59 minutes to give birth

Baby C is 5 months old today so I feel it’s time to finally share her birth story with the world. Warning: Long birth story containing too much information for those of a sensitive nature.

It took me less than an hour to give birth to C, according to my hospital notes, and it took us all a bit by surprise.

So let’s rewind a bit before I go into C’s birth story….My due date arrived and I turned up to the hospital with a baby tucked up in the warm still, I was examined, given a sweep and sent home. The midwife didn’t seem to think that the sweep would do much as I wasn’t looking overly ready to give birth.

That was the Friday morning. Friday came and went. Saturday came and went with no labour-like signs at all. Even the Braxton Hicks that I’d been having for about 4 weeks had disappeared. So Hubs and I decided that he would finally get to go and see Skyfall at the cinema on the Sunday with my brother (I’d been making them put it off for about 3 weeks as I kept thinking the baby was coming!), whilst L and I watched Madagascar 3 in another screen at the same cinema.

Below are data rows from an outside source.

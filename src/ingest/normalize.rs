use anyhow::{anyhow, Result};

/// Native pixel layout a backend hands over.
#[derive(Clone, Copy, Debug, PartialEq, Eq)]
pub enum PixelFormat {
    Bgr24,
    Rgb24,
    Nv12,
}

/// Bring a capture into packed BGR, validating its length on the way.
pub(crate) fn normalize_to_bgr(
    mut pixels: Vec<u8>,
    width: u32,
    height: u32,
    format: PixelFormat,
) -> Result<Vec<u8>> {
    match format {
        PixelFormat::Bgr24 => {
            check_packed_len(&pixels, width, height, "BGR")?;
            Ok(pixels)
        }
        PixelFormat::Rgb24 => {
            check_packed_len(&pixels, width, height, "RGB")?;
            for px in pixels.chunks_exact_mut(3) {
                px.swap(0, 2);
            }
            Ok(pixels)
        }
        PixelFormat::Nv12 => nv12_to_bgr(&pixels, width, height),
    }
}

fn check_packed_len(pixels: &[u8], width: u32, height: u32, label: &str) -> Result<()> {
    let expected = (width as usize)
        .checked_mul(height as usize)
        .and_then(|n| n.checked_mul(3))
        .ok_or_else(|| anyhow!("{} frame {}x{} is too large", label, width, height))?;
    if pixels.len() != expected {
        return Err(anyhow!(
            "{} frame length mismatch: expected {}, got {}",
            label,
            expected,
            pixels.len()
        ));
    }
    Ok(())
}

/// NV12: full-resolution Y plane, then interleaved U/V at half resolution.
/// BT.601 full-range with 8.8 fixed-point coefficients.
fn nv12_to_bgr(pixels: &[u8], width: u32, height: u32) -> Result<Vec<u8>> {
    let (w, h) = (width as usize, height as usize);
    if w == 0 || h == 0 {
        return Err(anyhow!("NV12 frame has zero dimension ({}x{})", width, height));
    }
    let chroma_w = w.div_ceil(2) * 2;
    let luma_len = w
        .checked_mul(h)
        .ok_or_else(|| anyhow!("NV12 frame {}x{} is too large", width, height))?;
    let expected = luma_len + chroma_w * h.div_ceil(2);
    if pixels.len() != expected {
        return Err(anyhow!(
            "NV12 frame length mismatch: expected {}, got {}",
            expected,
            pixels.len()
        ));
    }
    let (luma, chroma) = pixels.split_at(luma_len);

    let mut bgr = Vec::with_capacity(luma_len * 3);
    for (row, luma_row) in luma.chunks_exact(w).enumerate() {
        let chroma_row = &chroma[(row / 2) * chroma_w..][..chroma_w];
        for (col, &y) in luma_row.iter().enumerate() {
            let pair = (col / 2) * 2;
            let u = i32::from(chroma_row[pair]) - 128;
            let v = i32::from(chroma_row[pair + 1]) - 128;
            let y = i32::from(y);
            bgr.push(saturate(y + ((454 * u) >> 8)));
            bgr.push(saturate(y - ((88 * u + 183 * v) >> 8)));
            bgr.push(saturate(y + ((359 * v) >> 8)));
        }
    }
    Ok(bgr)
}

fn saturate(value: i32) -> u8 {
    value.clamp(0, 255) as u8
}
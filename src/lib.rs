//! IP camera bridge
//!
//! Pulls frames from a network video stream and republishes each one as a
//! timestamped `bgr8` image message on an MQTT topic, optionally mirroring the
//! stream to a local preview window.
//!
//! # Module Structure
//!
//! - `ingest`: stream sources (HTTP MJPEG, RTSP, V4L2, synthetic `stub://`)
//! - `reader`: the thread that owns the source and performs blocking reads
//! - `bridge`: the acquisition loop, its states and fatal errors
//! - `publisher`, `message`, `bus`: frame → envelope → MQTT
//! - `display`: the optional preview window
//! - `shutdown`: signal handling and the per-iteration stop predicate
//! - `config`, `ui`: process configuration and startup progress

pub mod bridge;
pub mod bus;
pub mod config;
pub mod display;
pub mod frame;
pub mod ingest;
pub mod message;
pub mod publisher;
pub mod reader;
pub mod shutdown;
pub mod ui;

pub use bridge::{AcquisitionLoop, FatalError, LoopSettings, LoopState, RunSummary};
pub use bus::{Bus, MemoryBus, MqttBus};
pub use config::{BridgeConfig, CliOverrides};
pub use display::{DisplaySink, Key};
pub use frame::{Frame, PixelLayout, Stamp};
pub use ingest::{CaptureBackend, RawCapture, StreamSource};
pub use message::ImageMessage;
pub use publisher::FramePublisher;
pub use shutdown::{install_signal_handler, CancellationState, ShutdownSignal, StopReason};
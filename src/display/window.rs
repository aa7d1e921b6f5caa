//! `minifb` preview window.

use anyhow::{anyhow, Result};
use minifb::{KeyRepeat, Window, WindowOptions};

use super::{bgr_to_0rgb, DisplaySink, Key};
use crate::frame::Frame;

/// Opens lazily at the first frame's size, so the window matches the stream.
pub struct MinifbDisplay {
    title: String,
    window: Option<Window>,
    size: (usize, usize),
    closed: bool,
}

impl MinifbDisplay {
    pub fn new(title: &str) -> Self {
        Self {
            title: title.to_string(),
            window: None,
            size: (0, 0),
            closed: false,
        }
    }

    fn window_for(&mut self, width: usize, height: usize) -> Result<&mut Window> {
        if self.window.is_some() && self.size != (width, height) {
            log::info!(
                "MinifbDisplay: stream size changed to {}x{}, reopening",
                width,
                height
            );
            self.window = None;
        }
        if self.window.is_none() {
            let mut window = Window::new(&self.title, width, height, WindowOptions::default())
                .map_err(|e| anyhow!("open preview window: {}", e))?;
            window.set_target_fps(0);
            self.window = Some(window);
            self.size = (width, height);
        }
        self.window
            .as_mut()
            .ok_or_else(|| anyhow!("preview window missing"))
    }
}

impl DisplaySink for MinifbDisplay {
    fn show(&mut self, frame: &Frame) -> Result<()> {
        if self.closed {
            return Err(anyhow!("preview window already closed"));
        }
        let (width, height) = (frame.width() as usize, frame.height() as usize);
        let buffer = bgr_to_0rgb(frame.pixels());
        self.window_for(width, height)?
            .update_with_buffer(&buffer, width, height)
            .map_err(|e| anyhow!("draw frame {}: {}", frame.seq(), e))
    }

    fn poll_key(&mut self) -> Option<Key> {
        let window = self.window.as_ref()?;
        if !window.is_open() {
            return Some(Key::WindowClosed);
        }
        window
            .get_keys_pressed(KeyRepeat::No)
            .into_iter()
            .map(|key| match key {
                minifb::Key::Escape => Key::Escape,
                _ => Key::Other,
            })
            .max_by_key(|key| key.is_abort())
    }

    fn close(&mut self) {
        if self.closed {
            return;
        }
        self.closed = true;
        if self.window.take().is_some() {
            log::debug!("MinifbDisplay: window closed");
        }
    }
}

impl Drop for MinifbDisplay {
    fn drop(&mut self) {
        self.close();
    }
}
//! MQTT v5 bus on `rumqttc`.
//!
//! The connection event loop runs on its own thread. Publishing only enqueues
//! into the client's bounded request channel; a full channel blocks the caller.
//! Availability follows the usual pattern: `online` retained once announced,
//! `offline` retained on clean close after that and as the last will.

use anyhow::{anyhow, Context, Result};
use rumqttc::v5::mqttbytes::v5::LastWill;
use rumqttc::v5::{mqttbytes::QoS, Client, Connection, Event, Incoming, MqttOptions};
use std::sync::atomic::{AtomicBool, Ordering};
use std::sync::mpsc;
use std::sync::Arc;
use std::thread::JoinHandle;
use std::time::Duration;

use super::tls::{build_transport, BrokerEndpoint, TlsMaterials};
use super::Bus;

pub const PAYLOAD_ONLINE: &str = "online";
pub const PAYLOAD_OFFLINE: &str = "offline";

const KEEP_ALIVE: Duration = Duration::from_secs(60);
const CONNACK_TIMEOUT: Duration = Duration::from_secs(10);
/// Pending-request capacity between `Client` and the event loop.
const REQUEST_CAPACITY: usize = 10;

/// Everything needed to open a broker session.
#[derive(Clone, Debug)]
pub struct MqttSettings {
    pub endpoint: BrokerEndpoint,
    pub tls: TlsMaterials,
    pub client_id: String,
    pub username: Option<String>,
    pub password: Option<String>,
    pub status_topic: String,
    pub max_packet_bytes: u32,
}

impl MqttSettings {
    fn options(&self, with_will: bool) -> Result<MqttOptions> {
        let mut options =
            MqttOptions::new(&self.client_id, &self.endpoint.host, self.endpoint.port);
        options.set_keep_alive(KEEP_ALIVE);
        options.set_clean_start(true);
        options.set_max_packet_size(Some(self.max_packet_bytes));
        if let Some(user) = self.username.as_deref() {
            options.set_credentials(user, self.password.as_deref().unwrap_or_default());
        }
        if with_will {
            let will = LastWill::new(
                self.status_topic.clone(),
                PAYLOAD_OFFLINE.as_bytes().to_vec(),
                QoS::AtLeastOnce,
                true,
                None,
            );
            options.set_last_will(will);
        }
        options.set_transport(build_transport(&self.endpoint, &self.tls)?);
        Ok(options)
    }
}

pub struct MqttBus {
    client: Client,
    endpoint: BrokerEndpoint,
    status_topic: String,
    closing: Arc<AtomicBool>,
    announced: bool,
    connection_handle: Option<JoinHandle<()>>,
}

impl MqttBus {
    /// Connect and wait for the broker's CONNACK. Nothing is published yet.
    pub fn connect(settings: &MqttSettings) -> Result<Self> {
        let (client, connection) = Client::new(settings.options(true)?, REQUEST_CAPACITY);
        let closing = Arc::new(AtomicBool::new(false));
        let (ready_tx, ready_rx) = mpsc::channel();

        let thread_closing = Arc::clone(&closing);
        let handle = std::thread::Builder::new()
            .name("mqtt-connection".to_string())
            .spawn(move || drive_connection(connection, ready_tx, thread_closing))
            .context("spawn MQTT connection thread")?;

        match ready_rx.recv_timeout(CONNACK_TIMEOUT) {
            Ok(Ok(())) => {}
            Ok(Err(reason)) => {
                let _ = handle.join();
                return Err(anyhow!(
                    "MQTT connect to {} failed: {}",
                    settings.endpoint,
                    reason
                ));
            }
            Err(_) => {
                // The event loop may still be stuck in a TCP connect; leave it detached.
                closing.store(true, Ordering::SeqCst);
                return Err(anyhow!(
                    "no CONNACK from {} within {}s",
                    settings.endpoint,
                    CONNACK_TIMEOUT.as_secs()
                ));
            }
        }

        let bus = Self {
            client,
            endpoint: settings.endpoint.clone(),
            status_topic: settings.status_topic.clone(),
            closing,
            announced: false,
            connection_handle: Some(handle),
        };
        log::info!(
            "MqttBus: connected to {} as {} (TLS: {}, auth: {})",
            bus.endpoint,
            settings.client_id,
            settings.endpoint.use_tls,
            settings.username.is_some()
        );
        Ok(bus)
    }

    fn publish_status(&mut self, status: &str) -> Result<()> {
        self.client
            .publish(
                self.status_topic.as_str(),
                QoS::AtLeastOnce,
                true,
                status.as_bytes().to_vec(),
            )
            .with_context(|| format!("publish {} to {}", status, self.status_topic))?;
        log::debug!("MqttBus: {} -> {}", self.status_topic, status);
        Ok(())
    }
}

impl Bus for MqttBus {
    fn publish(&mut self, topic: &str, payload: Vec<u8>) -> Result<()> {
        self.client
            .publish(topic, QoS::AtMostOnce, false, payload)
            .with_context(|| format!("publish to {} on {}", topic, self.endpoint))?;
        Ok(())
    }

    fn announce(&mut self) -> Result<()> {
        if self.announced {
            return Ok(());
        }
        if self.connection_handle.is_none() {
            return Err(anyhow!("announce on closed bus {}", self.endpoint));
        }
        self.publish_status(PAYLOAD_ONLINE)?;
        self.announced = true;
        Ok(())
    }

    fn close(&mut self) -> Result<()> {
        let Some(handle) = self.connection_handle.take() else {
            return Ok(());
        };
        self.closing.store(true, Ordering::SeqCst);
        let status = if self.announced {
            self.publish_status(PAYLOAD_OFFLINE)
        } else {
            Ok(())
        };
        let disconnect = self.client.disconnect().context("disconnect from broker");
        if handle.join().is_err() {
            log::error!("MQTT connection thread panicked");
        }
        status?;
        disconnect?;
        log::info!("MqttBus: disconnected from {}", self.endpoint);
        Ok(())
    }
}

impl Drop for MqttBus {
    fn drop(&mut self) {
        if let Err(err) = self.close() {
            log::warn!("MqttBus: close on drop failed: {:#}", err);
        }
    }
}

fn drive_connection(
    mut connection: Connection,
    ready: mpsc::Sender<std::result::Result<(), String>>,
    closing: Arc<AtomicBool>,
) {
    let mut ready = Some(ready);
    for event in connection.iter() {
        match event {
            Ok(Event::Incoming(Incoming::ConnAck(_))) => {
                if let Some(ready) = ready.take() {
                    let _ = ready.send(Ok(()));
                }
            }
            Ok(_) => {}
            Err(err) => {
                if let Some(ready) = ready.take() {
                    let _ = ready.send(Err(err.to_string()));
                } else if closing.load(Ordering::SeqCst) {
                    log::debug!("MQTT connection ended: {}", err);
                } else {
                    log::warn!("MQTT connection error: {}", err);
                }
                break;
            }
        }
    }
}

/// Open a plain subscriber session (no last will) for tools that read the bus.
pub fn connect_subscriber(settings: &MqttSettings) -> Result<(Client, Connection)> {
    let options = settings.options(false)?;
    Ok(Client::new(options, REQUEST_CAPACITY))
}
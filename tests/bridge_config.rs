use std::io::Write;
use std::sync::Mutex;

use tempfile::Builder;

use ip_camera_bridge::config::{BridgeConfig, CliOverrides};

static ENV_LOCK: Mutex<()> = Mutex::new(());

fn clear_env() {
    for key in [
        "IP_CAMERA_CONFIG",
        "IP_CAMERA_URL",
        "IP_CAMERA_DISPLAY",
        "IP_CAMERA_FRAME_ID",
        "IP_CAMERA_TOPIC",
        "MQTT_BROKER_ADDR",
        "MQTT_CLIENT_ID",
        "MQTT_USERNAME",
        "MQTT_PASSWORD",
    ] {
        std::env::remove_var(key);
    }
}

fn write_config(suffix: &str, body: &str) -> tempfile::NamedTempFile {
    let mut file = Builder::new()
        .suffix(suffix)
        .tempfile()
        .expect("temp config");
    file.write_all(body.as_bytes()).expect("write config");
    file
}

#[test]
fn defaults_apply_without_file_or_env() {
    let _guard = ENV_LOCK.lock().unwrap();
    clear_env();

    let cfg = BridgeConfig::load().expect("load config");
    assert_eq!(cfg.stream.url, "http://192.168.43.1:8080/video");
    assert!(!cfg.stream.display);
    assert_eq!(cfg.stream.frame_id, "camera");
    assert_eq!(cfg.mqtt.broker_addr, "127.0.0.1:1883");
    assert_eq!(cfg.mqtt.topic, "camera/image_raw");
    assert_eq!(cfg.mqtt.status_topic, "camera/status");
    assert_eq!(cfg.mqtt.max_packet_bytes, 16 * 1024 * 1024);
    assert_eq!(cfg.timing.stats_interval_secs, 5);
}

#[test]
fn toml_file_then_env_then_cli() {
    let _guard = ENV_LOCK.lock().unwrap();
    clear_env();

    let file = write_config(
        ".toml",
        r#"
            [stream]
            url = "rtsp://cam-file/stream"
            display = true
            frame_id = "porch"

            [mqtt]
            broker_addr = "localhost:1884"
            topic = "porch/image_raw"
            status_topic = "porch/status"
            username = "file-user"
            max_packet_bytes = 4194304

            [loop]
            stall_warn_secs = 2
            stats_interval_secs = 30
        "#,
    );
    std::env::set_var("IP_CAMERA_CONFIG", file.path());
    std::env::set_var("IP_CAMERA_URL", "http://cam-env:8080/video");
    std::env::set_var("MQTT_USERNAME", "env-user");
    std::env::set_var("IP_CAMERA_DISPLAY", "false");

    let cli = CliOverrides {
        url: Some("stub://cli?frames=1".to_string()),
        ..CliOverrides::default()
    };
    let cfg = BridgeConfig::load_with(None, &cli).expect("load config");

    assert_eq!(cfg.stream.url, "stub://cli?frames=1");
    assert!(!cfg.stream.display);
    assert_eq!(cfg.stream.frame_id, "porch");
    assert_eq!(cfg.mqtt.broker_addr, "localhost:1884");
    assert_eq!(cfg.mqtt.topic, "porch/image_raw");
    assert_eq!(cfg.mqtt.status_topic, "porch/status");
    assert_eq!(cfg.mqtt.username.as_deref(), Some("env-user"));
    assert_eq!(cfg.mqtt.max_packet_bytes, 4 * 1024 * 1024);
    assert_eq!(cfg.timing.stall_warn_secs, 2);
    assert_eq!(cfg.loop_settings().stats_interval.as_secs(), 30);

    clear_env();
}

#[test]
fn json_file_and_explicit_path_wins_over_env_path() {
    let _guard = ENV_LOCK.lock().unwrap();
    clear_env();

    let env_file = write_config(".json", r#"{ "stream": { "url": "stub://from-env" } }"#);
    let explicit = write_config(
        ".json",
        r#"{ "stream": { "url": "stub://explicit" }, "mqtt": { "client_id": "cam-1" } }"#,
    );
    std::env::set_var("IP_CAMERA_CONFIG", env_file.path());

    let cfg = BridgeConfig::load_with(Some(explicit.path()), &CliOverrides::default())
        .expect("load config");
    assert_eq!(cfg.stream.url, "stub://explicit");
    assert_eq!(cfg.mqtt.client_id, "cam-1");

    clear_env();
}

#[test]
fn gui_flag_enables_display() {
    let _guard = ENV_LOCK.lock().unwrap();
    clear_env();

    let cli = CliOverrides {
        display: true,
        ..CliOverrides::default()
    };
    let cfg = BridgeConfig::load_with(None, &cli).expect("load config");
    assert!(cfg.stream.display);
}

#[test]
fn remote_broker_from_env_is_rejected_unless_allowed() {
    let _guard = ENV_LOCK.lock().unwrap();
    clear_env();
    std::env::set_var("MQTT_BROKER_ADDR", "192.168.1.20:1883");

    let err = BridgeConfig::load().unwrap_err();
    assert!(err.to_string().contains("not loopback"));

    let cli = CliOverrides {
        allow_remote: true,
        ..CliOverrides::default()
    };
    let cfg = BridgeConfig::load_with(None, &cli).expect("load config");
    assert!(!cfg.broker_endpoint().expect("endpoint").is_loopback());

    clear_env();
}

#[test]
fn invalid_inputs_are_reported() {
    let _guard = ENV_LOCK.lock().unwrap();
    clear_env();

    std::env::set_var("IP_CAMERA_DISPLAY", "sometimes");
    assert!(BridgeConfig::load().is_err());
    clear_env();

    std::env::set_var("IP_CAMERA_TOPIC", "camera/#");
    assert!(BridgeConfig::load().is_err());
    clear_env();

    let unknown = write_config(".toml", "[stream]\nfps = 30\n");
    assert!(BridgeConfig::load_with(Some(unknown.path()), &CliOverrides::default()).is_err());

    let yaml = write_config(".yaml", "stream: {}\n");
    let err = BridgeConfig::load_with(Some(yaml.path()), &CliOverrides::default()).unwrap_err();
    assert!(err.to_string().contains(".toml or .json"));

    clear_env();
}
impl<S: CandidateSource> DecodeController<S> {
    pub fn new(source: S, config: DecodeConfig) -> Self {
        let cache = config.probe_cache_capacity.map(ProbeCache::new);
        Self {
            source,
            config,
            cache,
        }
    }

    pub fn source(&self) -> &S {
        &self.source
    }

    /// Decode after `prompt` until a halt condition.
    ///
    /// Dead ends and an exhausted budget are normal halts and still yield a
    /// record. An adapter environment error aborts with
    /// [`RuntimeError::Adapter`] and no record.
    pub async fn run(&mut self, prompt: &str) -> Result<DecodeRun, RuntimeError> {
        let started_at = Utc::now();
        let timer = Instant::now();
        let k = self.config.effective_top_k();
        let guard = self.config.guard.clone();

        // Surface configuration problems before the first inference call.
        if let Some(spec) = &guard {
            spec.build()?;
        }

        tracing::info!(
            model = self.source.model_id(),
            mode = ?self.config.mode(),
            top_k = k,
            max_new_tokens = self.config.max_new_tokens,
            "decode run started"
        );

        let mut state = DecodeState::default();

        for step in 0..self.config.max_new_tokens {
            let context = format!("{}{}", prompt, state.output_text);
            let mut candidates = self.source.candidates(&context, k).await?;
            candidates.truncate(k);

            let committed = match &guard {
                None => candidates.into_iter().next().map(|c| c.text),
                Some(spec) => self.search(spec, &mut state, candidates, step).await?,
            };

            let Some(text) = committed else {
                tracing::info!(step, "no candidate accepted, dead end");
                state.halt(HaltReason::DeadEnd);
                break;
            };

            state.commit(&text);
            if text == self.source.end_marker() {
                state.halt(HaltReason::EndMarker);
                break;
            }
        }

        state.halt(HaltReason::StepBudgetExhausted);

        let total_time_ms = timer.elapsed().as_secs_f64() * 1000.0;
        let record = self.build_record(prompt, &state, k, total_time_ms, started_at);

        tracing::info!(
            halt = ?record.halt_reason,
            accepted = record.accepted_tokens,
            rejected = record.rejected_tokens,
            total_ms = record.total_time_ms,
            "decode run finished"
        );

        Ok(DecodeRun { state, record })
    }

    /// Probe candidates in rank order; return the first accepted text.
    async fn search(
        &self,
        spec: &GuardSpec,
        state: &mut DecodeState,
        candidates: Vec<Candidate>,
        step: usize,
    ) -> Result<Option<String>, RuntimeError> {
        for candidate in candidates {
            let outcome = self.probe(spec, &state.output_text, &candidate.text).await?;
            state.probe_attempts += 1;
            state.count_reason(outcome.reason);

            if outcome.accepted {
                tracing::debug!(step, rank = candidate.rank, reason = %outcome.reason, "candidate accepted");
                return Ok(Some(candidate.text));
            }

            tracing::debug!(step, rank = candidate.rank, reason = %outcome.reason, "candidate rejected");
            state.rejected_count += 1;
        }

        Ok(None)
    }

    /// Judge `prefix + fragment` without touching any shared validator.
    async fn probe(
        &self,
        spec: &GuardSpec,
        prefix: &str,
        fragment: &str,
    ) -> Result<ValidationOutcome, RuntimeError> {
        let text = format!("{}{}", prefix, fragment);

        if let Some(cache) = &self.cache {
            if let Some(hit) = cache.get(&text).await {
                return Ok(hit);
            }
        }

        // Validators block (parsing, subprocess); run them off the async workers.
        let job = {
            let (spec, prefix, fragment) = (spec.clone(), prefix.to_string(), fragment.to_string());
            tokio::task::spawn_blocking(move || probe_fresh(&spec, &prefix, &fragment))
        };
        let result = job
            .await
            .unwrap_or_else(|e| Err(GuardError::Internal(format!("probe task failed: {e}"))));

        let outcome = match result {
            Ok(outcome) => outcome,
            Err(e) if !e.is_fatal() => {
                // Fail closed: an ambiguous validator failure rejects.
                tracing::warn!(error = %e, "validator failed, rejecting candidate");
                return Ok(ValidationOutcome::reject(Reason::ParseError, text));
            }
            Err(e) => return Err(e.into()),
        };

        if let Some(cache) = &self.cache {
            cache.insert(text, outcome.clone()).await;
        }

        Ok(outcome)
    }

    fn build_record(
        &self,
        prompt: &str,
        state: &DecodeState,
        k: usize,
        total_time_ms: f64,
        started_at: chrono::DateTime<Utc>,
    ) -> RunRecord {
        let attempts = state.accepted_count + state.rejected_count;

        RunRecord {
            model: self.source.model_id().to_string(),
            device: self.source.device().to_string(),
            max_new_tokens: self.config.max_new_tokens,
            constraint: self.config.mode(),
            guard: self.config.guard.as_ref().map(GuardSpec::kind),
            top_k: k,
            accepted_tokens: state.accepted_count,
            rejected_tokens: state.rejected_count,
            dead_end: state.dead_end,
            halt_reason: state
                .halt_reason()
                .unwrap_or(HaltReason::StepBudgetExhausted),
            total_time_ms,
            avg_time_per_attempt_ms: avg_per_attempt(total_time_ms, attempts),
            reject_reason_histogram: state.reject_reason_histogram.clone(),
            prompt: prompt.to_string(),
            output_text: format!("{}{}", prompt, state.output_text),
            started_at,
        }
    }
}

/// Fresh validator, replay `prefix`, then step `fragment`.
fn probe_fresh(
    spec: &GuardSpec,
    prefix: &str,
    fragment: &str,
) -> Result<ValidationOutcome, GuardError> {
    let mut validator = spec.build()?;
    validator.reset();
    if !prefix.is_empty() {
        validator.step(prefix)?;
    }
    validator.step(fragment)
}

Just as we parted ways at the cinema I felt a very strange sensation, so popped to the toilet and discovered that what I thought had been a show in the last few days had been nothing, as this was a very clear show. I got to our screen and decided to text Hubs to warn him, but I knew if I texted “I’ve just had a show” he wouldn’t have a clue what I was talking about, so I texted “I’ve just lost my mucous plug”. The reply I got back was hilarious “What? In the cinema? Can you find it?”!! I’m not sure he had any idea what I was talking about. Once he realised what it was he freaked out a bit, but I reassured him that I had no other signs, so he could sit back and enjoy the 3 hours of his film!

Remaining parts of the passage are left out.